Similar predictors have also been observed in the literature on anti–TNF therapy. Isolated colonic disease was associated with an improved response to anti–TNF in CD, in contrast to previous surgery and stricturing or penetrating phenotype.[25,52]

Initial response to ustekinumab. In a Spanish cohort, the initial response to ustekinumab was associated with clinical benefit at the end of follow–up at a median of 10 months (interquartile range: 5–21).[19] This finding is consistent with data from the CERTIFI study.[14]
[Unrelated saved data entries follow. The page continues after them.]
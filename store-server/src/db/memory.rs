//! Embedded in-memory store
//!
//! Implements the repository capability interfaces over process-local maps.
//! Backs the default binary and the test suite; a relational engine replaces
//! it behind the same traits without touching the rest of the server.
//!
//! Query-plan predicates are evaluated against string projections of entity
//! fields. `gt`/`lt` compare numerically when both sides parse as integers,
//! lexically otherwise (timestamps project as RFC 3339, which sorts
//! lexically).

use std::cmp::Ordering;
use std::collections::HashMap;

use async_trait::async_trait;
use chrono::Utc;
use parking_lot::RwLock;
use shared::models::product::to_slug;
use shared::models::{Order, OrderHistoryEntry, OrderStatus, Product, ProductUpdate, User};
use uuid::Uuid;

use super::query::{FilterOp, FilterValue, Predicate, QueryPlan, SortDirection};
use super::repository::{
    OrderRepository, ProductRepository, RepoError, RepoResult, UserRepository,
};

/// In-memory storage for users, products, and orders
#[derive(Default)]
pub struct MemoryStore {
    users: RwLock<HashMap<Uuid, User>>,
    products: RwLock<HashMap<Uuid, Product>>,
    orders: RwLock<HashMap<Uuid, Order>>,
}

impl MemoryStore {
    pub fn new() -> Self {
        Self::default()
    }
}

// =============================================================================
// Predicate evaluation
// =============================================================================

fn ordering(a: &str, b: &str) -> Ordering {
    match (a.parse::<i64>(), b.parse::<i64>()) {
        (Ok(x), Ok(y)) => x.cmp(&y),
        _ => a.cmp(b),
    }
}

fn matches(predicate: &Predicate, actual: &str) -> bool {
    match (&predicate.op, &predicate.value) {
        (FilterOp::Eq, FilterValue::Scalar(value)) => actual == value,
        (FilterOp::Ne, FilterValue::Scalar(value)) => actual != value,
        (FilterOp::Gt, FilterValue::Scalar(value)) => {
            ordering(actual, value) == Ordering::Greater
        }
        (FilterOp::Lt, FilterValue::Scalar(value)) => ordering(actual, value) == Ordering::Less,
        (FilterOp::Like, FilterValue::Scalar(pattern)) => {
            actual.contains(pattern.trim_matches('%'))
        }
        (FilterOp::In, FilterValue::List(values)) => values.iter().any(|v| v == actual),
        // Parser never pairs a list with a scalar operator or vice versa
        _ => false,
    }
}

/// Filter, sort, and slice a snapshot of entities per the plan
///
/// Returns the page plus the total match count (computed before the slice).
fn apply_plan<T>(
    items: Vec<T>,
    plan: &QueryPlan,
    project: impl Fn(&T, &str) -> Option<String>,
) -> (Vec<T>, i64) {
    let mut matched: Vec<T> = items
        .into_iter()
        .filter(|item| {
            plan.predicates.iter().all(|predicate| {
                project(item, &predicate.field)
                    .map(|actual| matches(predicate, &actual))
                    .unwrap_or(false)
            })
        })
        .collect();

    matched.sort_by(|a, b| {
        let av = project(a, &plan.sort).unwrap_or_default();
        let bv = project(b, &plan.sort).unwrap_or_default();
        match plan.direction {
            SortDirection::Asc => ordering(&av, &bv),
            SortDirection::Desc => ordering(&av, &bv).reverse(),
        }
    });

    let total = matched.len() as i64;
    let page: Vec<T> = matched
        .into_iter()
        .skip(plan.offset.max(0) as usize)
        .take(plan.limit.max(0) as usize)
        .collect();
    (page, total)
}

fn product_field(product: &Product, field: &str) -> Option<String> {
    match field {
        "id" => Some(product.id.to_string()),
        "slug" => Some(product.slug.clone()),
        "name" => Some(product.name.clone()),
        "description" => Some(product.description.clone()),
        "price" => Some(product.price.to_string()),
        "discount" => Some(product.discount.to_string()),
        "currency" => Some(product.currency.as_str().to_string()),
        "status" => Some(product.status.as_str().to_string()),
        "available_quantity" => Some(product.available_quantity.to_string()),
        "created_at" => Some(product.created_at.to_rfc3339()),
        "updated_at" => Some(product.updated_at.to_rfc3339()),
        _ => None,
    }
}

fn order_field(order: &Order, field: &str) -> Option<String> {
    match field {
        "id" => Some(order.id.to_string()),
        "user_id" => Some(order.user_id.to_string()),
        "tracking_code" => Some(order.tracking_code.clone()),
        "status" => Some(order.status.as_str().to_string()),
        "currency" => Some(order.currency.as_str().to_string()),
        "fee" => Some(order.fee.to_string()),
        "created_at" => Some(order.created_at.to_rfc3339()),
        "updated_at" => Some(order.updated_at.to_rfc3339()),
        _ => None,
    }
}

// =============================================================================
// Repository implementations
// =============================================================================

#[async_trait]
impl UserRepository for MemoryStore {
    async fn create(&self, mut user: User) -> RepoResult<User> {
        let mut users = self.users.write();
        if users.values().any(|u| u.email == user.email) {
            return Err(RepoError::Duplicate(format!(
                "user with email '{}' already exists",
                user.email
            )));
        }
        let now = Utc::now();
        user.created_at = now;
        user.updated_at = now;
        users.insert(user.id, user.clone());
        Ok(user)
    }

    async fn find_by_id(&self, id: Uuid) -> RepoResult<Option<User>> {
        Ok(self.users.read().get(&id).cloned())
    }

    async fn find_by_email(&self, email: &str) -> RepoResult<Option<User>> {
        Ok(self
            .users
            .read()
            .values()
            .find(|u| u.email == email)
            .cloned())
    }
}

#[async_trait]
impl ProductRepository for MemoryStore {
    async fn create(&self, mut product: Product) -> RepoResult<Product> {
        let mut products = self.products.write();
        if products.values().any(|p| p.slug == product.slug) {
            return Err(RepoError::Duplicate(format!(
                "product with slug '{}' already exists",
                product.slug
            )));
        }
        let now = Utc::now();
        product.created_at = now;
        product.updated_at = now;
        products.insert(product.id, product.clone());
        Ok(product)
    }

    async fn find_by_id(&self, id: Uuid) -> RepoResult<Option<Product>> {
        Ok(self.products.read().get(&id).cloned())
    }

    async fn find_by_slug(&self, slug: &str) -> RepoResult<Option<Product>> {
        Ok(self
            .products
            .read()
            .values()
            .find(|p| p.slug == slug)
            .cloned())
    }

    async fn update(&self, id: Uuid, changes: ProductUpdate) -> RepoResult<Product> {
        let mut products = self.products.write();
        let product = products
            .get_mut(&id)
            .ok_or_else(|| RepoError::NotFound(format!("Product {} not found", id)))?;

        if let Some(name) = changes.name {
            product.slug = to_slug(&name);
            product.name = name;
        }
        if let Some(description) = changes.description {
            product.description = description;
        }
        if let Some(quantity) = changes.quantity {
            product.available_quantity = quantity;
        }
        if let Some(status) = changes.status {
            product.status = status;
        }
        if let Some(price) = changes.price {
            product.price = price;
        }
        if let Some(discount) = changes.discount {
            product.discount = discount;
        }
        product.updated_at = Utc::now();

        Ok(product.clone())
    }

    async fn delete(&self, id: Uuid) -> RepoResult<()> {
        self.products
            .write()
            .remove(&id)
            .map(|_| ())
            .ok_or_else(|| RepoError::NotFound(format!("Product {} not found", id)))
    }

    async fn find_page(&self, plan: &QueryPlan) -> RepoResult<(Vec<Product>, i64)> {
        let products: Vec<Product> = self.products.read().values().cloned().collect();
        Ok(apply_plan(products, plan, product_field))
    }
}

#[async_trait]
impl OrderRepository for MemoryStore {
    async fn create(&self, mut order: Order) -> RepoResult<Order> {
        let mut orders = self.orders.write();
        if orders.contains_key(&order.id) {
            return Err(RepoError::Duplicate(format!(
                "order {} already exists",
                order.id
            )));
        }
        let now = Utc::now();
        order.created_at = now;
        order.updated_at = now;
        order.version = 0;
        // Derived value, not stored
        order.total_amount = 0;
        orders.insert(order.id, order.clone());
        Ok(order)
    }

    async fn find_by_id(&self, id: Uuid) -> RepoResult<Option<Order>> {
        Ok(self.orders.read().get(&id).cloned())
    }

    async fn find_for_user(&self, id: Uuid, user_id: Uuid) -> RepoResult<Option<Order>> {
        Ok(self
            .orders
            .read()
            .get(&id)
            .filter(|order| order.user_id == user_id)
            .cloned())
    }

    async fn update_status(
        &self,
        id: Uuid,
        expected_version: u64,
        status: OrderStatus,
        history: Vec<OrderHistoryEntry>,
    ) -> RepoResult<()> {
        let mut orders = self.orders.write();
        let order = orders
            .get_mut(&id)
            .ok_or_else(|| RepoError::NotFound(format!("Order {} not found", id)))?;

        if order.version != expected_version {
            return Err(RepoError::Stale(format!(
                "order {} version {} does not match expected {}",
                id, order.version, expected_version
            )));
        }

        order.status = status;
        order.history = history;
        order.version += 1;
        order.updated_at = Utc::now();
        Ok(())
    }

    async fn find_page(
        &self,
        user_id: Option<Uuid>,
        plan: &QueryPlan,
    ) -> RepoResult<(Vec<Order>, i64)> {
        let orders: Vec<Order> = self
            .orders
            .read()
            .values()
            .filter(|order| user_id.is_none_or(|owner| order.user_id == owner))
            .cloned()
            .collect();
        Ok(apply_plan(orders, plan, order_field))
    }
}
//! Cancellation token for blocking loops.
//!
//! Every blocking loop in the wrapper (window search backoff, subprocess wait)
//! polls a `CancelToken`. A token fires when it is cancelled explicitly, when
//! its deadline passes, or, if it observes interrupts, once SIGINT arrived.

use std::sync::Arc;
use std::sync::atomic::{AtomicBool, Ordering};
use std::time::{Duration, Instant};

use crate::exec::signal;

/// Shared, cloneable cancellation signal with an optional deadline.
#[derive(Debug, Clone, Default)]
pub struct CancelToken {
    flag: Arc<AtomicBool>,
    deadline: Option<Instant>,
    observe_interrupts: bool,
}

impl CancelToken {
    /// Creates a token that only fires when cancelled explicitly.
    pub fn new() -> Self {
        Self::default()
    }

    /// Returns the token with an absolute deadline.
    #[must_use]
    pub const fn with_deadline(mut self, deadline: Instant) -> Self {
        self.deadline = Some(deadline);
        self
    }

    /// Returns the token with a deadline `timeout` from now.
    #[must_use]
    pub fn with_timeout(self, timeout: Duration) -> Self {
        self.with_deadline(Instant::now() + timeout)
    }

    /// Returns the token so that it also fires after SIGINT was received.
    ///
    /// Only meaningful once [`signal::install_interrupt_handler`] ran.
    #[must_use]
    pub const fn observing_interrupts(mut self) -> Self {
        self.observe_interrupts = true;
        self
    }

    /// Fires the token for every clone.
    pub fn cancel(&self) {
        self.flag.store(true, Ordering::SeqCst);
    }

    /// Returns `true` once the token fired.
    pub fn is_cancelled(&self) -> bool {
        self.flag.load(Ordering::SeqCst)
            || self.deadline.is_some_and(|d| Instant::now() >= d)
            || (self.observe_interrupts && signal::interrupted())
    }
}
Pharmacological aspects. A prospective study in 2 academic centres in Canada investigated associations between trough concentrations of ustekinumab and clinical, biomarker and endoscopic outcomes.[53] Sixty–two CD patients, who were anti–TNF refractory or intolerant, were enrolled. Patients received 90 mg of ustekinumab subcutaneously at weeks 0, 1 and 2 during induction and 90 mg every 4 or 8 weeks during maintenance. The mean trough concentration of ustekinumab at 26 weeks was higher in patients with an endoscopic response (defined by SES–CD reduction ≥ 50%). An optimal ustekinumab threshold trough concentration at week 26 or later was found to be 4.5 μg/mL (area under the curve = 0.67). Maintenance trough concentrations of ustekinumab above 4.5 μg/mL at 26 weeks or later were associated with endoscopic response. No association was found with clinical outcomes. It is important to note that the induction regimen was different than the currently approved dosing for CD.

Similar to vedolizumab, immunogenicity rates with ustekinumab use appear to be low: 2.3% at 1 year in the UNITI studies[15] and 0% at 26 weeks in the Canadian experience.[53]

Concomitant immunomodulator. In a retrospective observational study performed in tertiary French (GETAID) and Swiss centres, 122 CD patients refractory to anti–TNF therapy were studied. Concomitant use of immunosuppressant at baseline was a predictive factor of clinical benefit at 3 months.[18] Ma et al found that concurrent immunomodulator was associated with a reduced risk of loss of response during maintenance treatment but not for induction.[16,20] However, Battat et al showed similar rates of steroid–free clinical remission, endoscopic response and remission between patients with or without immunomodulator. In addition, the average ustekinumab concentrations were similar regardless of immunomodulator use at weeks 10 and 26.[53] Further studies are needed to understand the potential benefit of concomitant immunomodulator with ustekinumab.

Previous anti–TNF or immunomodulator exposure. In phase 3 clinical trials, the rates of clinical response and remission at induction were higher in patients who had failed or were intolerant to conventional therapy (majority naïve to anti–TNF; UNITI–2) than in patients who had failed anti–TNF therapy (UNITI–1).[15] There is no data in observational studies comparing the response to ustekinumab between anti–TNF naive and exposed patients, since all patients included in these studies had failed or were intolerant to anti–TNF therapy.

Regarding prior immunomodulator exposure, a Spanish cohort found that having previously used 2 or more immunosuppressive drugs was associated with a long–term clinical benefit during maintenance (median follow–up: 10 months).[19]